Ca commence en 1983, quand un couple confie à une femme célibataire portugaise le soin de ses deux enfants.
Ca s'arrête 5 ans plus tard à la porte d'un immeuble de Saint Germain, avec des signes de mains derrière les vitres d'une voiture qui s'en va.
Ca persiste longtemps avec des mots inventés, entre le français et le portugais, des mots comme "désarmaçée" pour indiquer une chambre mal rangée.
Et puis ça meurt.
Et ça revient il y a dix ans, avec l'âme en arrêt sur des mots entendus au hasard. Des mots d'Antonio Lobo Antunes, un écrivain portugais qui ne se montre jamais, écrit, déjeune souvent avec ses trois mêmes amis, et écrit.
Antonio Lobo Antunes consigne des Chroniques, des textes secs et courts, retranscriptions de théâtres intérieurs, de quotidiens menteurs. Par compassion, par pitié ou vérité - les intentions sont opaques mais - sous sa plume, le bègue et la laide sont aimés, le déchu acclamé.
Ca ne dure jamais longtemps.
Il désapprouve ses Chroniques, parce qu'elles viennent trop vite.
Ca me rend triste.
Il écrit aussi des romans, des monologues ivres, polyphonies redondantes, tarées et lancinantes. Des textes âpres et sensuels dont on ne sort jamais, qui blessent et hantent encore longtemps après.

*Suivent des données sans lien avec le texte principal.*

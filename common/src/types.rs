use serde::{Deserialize, Serialize};

/// Authoritative location of a compiler-injected immutable in deployed bytecode
#[derive(Debug, Clone, Copy, PartialEq, Eq, Hash, PartialOrd, Ord, Serialize, Deserialize)]
pub struct ImmutableReference {
    /// Byte offset into the deployed bytecode
    pub start: usize,
    /// Length of the immutable value in bytes
    pub length: usize,
}

impl ImmutableReference {
    pub fn new(start: usize, length: usize) -> Self {
        Self { start, length }
    }

    /// Exclusive end offset in bytes
    pub fn end(&self) -> usize {
        self.start + self.length
    }

    /// Whether the half-open byte range `[start, end)` lies entirely inside this reference
    pub fn contains_range(&self, start: usize, end: usize) -> bool {
        start >= self.start && end <= self.end()
    }

    /// Whether a single byte position falls inside this reference
    pub fn contains(&self, position: usize) -> bool {
        position >= self.start && position < self.end()
    }
}

/// Outcome of a single verification check
#[derive(Debug, Clone, Copy, PartialEq, Eq, Hash, Serialize, Deserialize)]
#[serde(rename_all = "lowercase")]
pub enum CheckStatus {
    /// Check succeeded
    Pass,
    /// Check succeeded with a caveat worth a human look
    Warn,
    /// Check failed
    Fail,
    /// Check was not run
    Skip,
}

impl CheckStatus {
    /// Status for a boolean outcome
    pub fn from_pass(pass: bool) -> Self {
        if pass {
            Self::Pass
        } else {
            Self::Fail
        }
    }

    pub fn is_pass(&self) -> bool {
        matches!(self, Self::Pass)
    }

    pub fn is_fail(&self) -> bool {
        matches!(self, Self::Fail)
    }

    /// Single-character marker used in text reports
    pub fn icon(&self) -> &'static str {
        match self {
            Self::Pass => "✓",
            Self::Warn => "!",
            Self::Fail => "✗",
            Self::Skip => "-",
        }
    }
}

impl std::fmt::Display for CheckStatus {
    fn fmt(&self, f: &mut std::fmt::Formatter<'_>) -> std::fmt::Result {
        let label = match self {
            Self::Pass => "pass",
            Self::Warn => "warn",
            Self::Fail => "fail",
            Self::Skip => "skip",
        };
        f.write_str(label)
    }
}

Assassine doucement les traducteurs. Se souvient de son père, avec mesure, avec pudeur. N'a honte de rien, refuse de parler de tout. Sourit soudain. Ne garde de ses livres que ce qu'il y a autour. Compare les médecins aux écrivains, des petits misérables qui ne savent jacter qu'à propos de leur métier. Evoque alors un "collègue" qui lui disait, lorsque des journalistes les attendaient pour leur parler "Fuyons petit, écrire est comme faire l'amour. Ca doit se faire en cachette et sans en parler après". Semble finalement découvrir que les livres sont la peau qu'il a le plus souvent touchée. A la même diction que ses textes. Impose le silence. Se tait.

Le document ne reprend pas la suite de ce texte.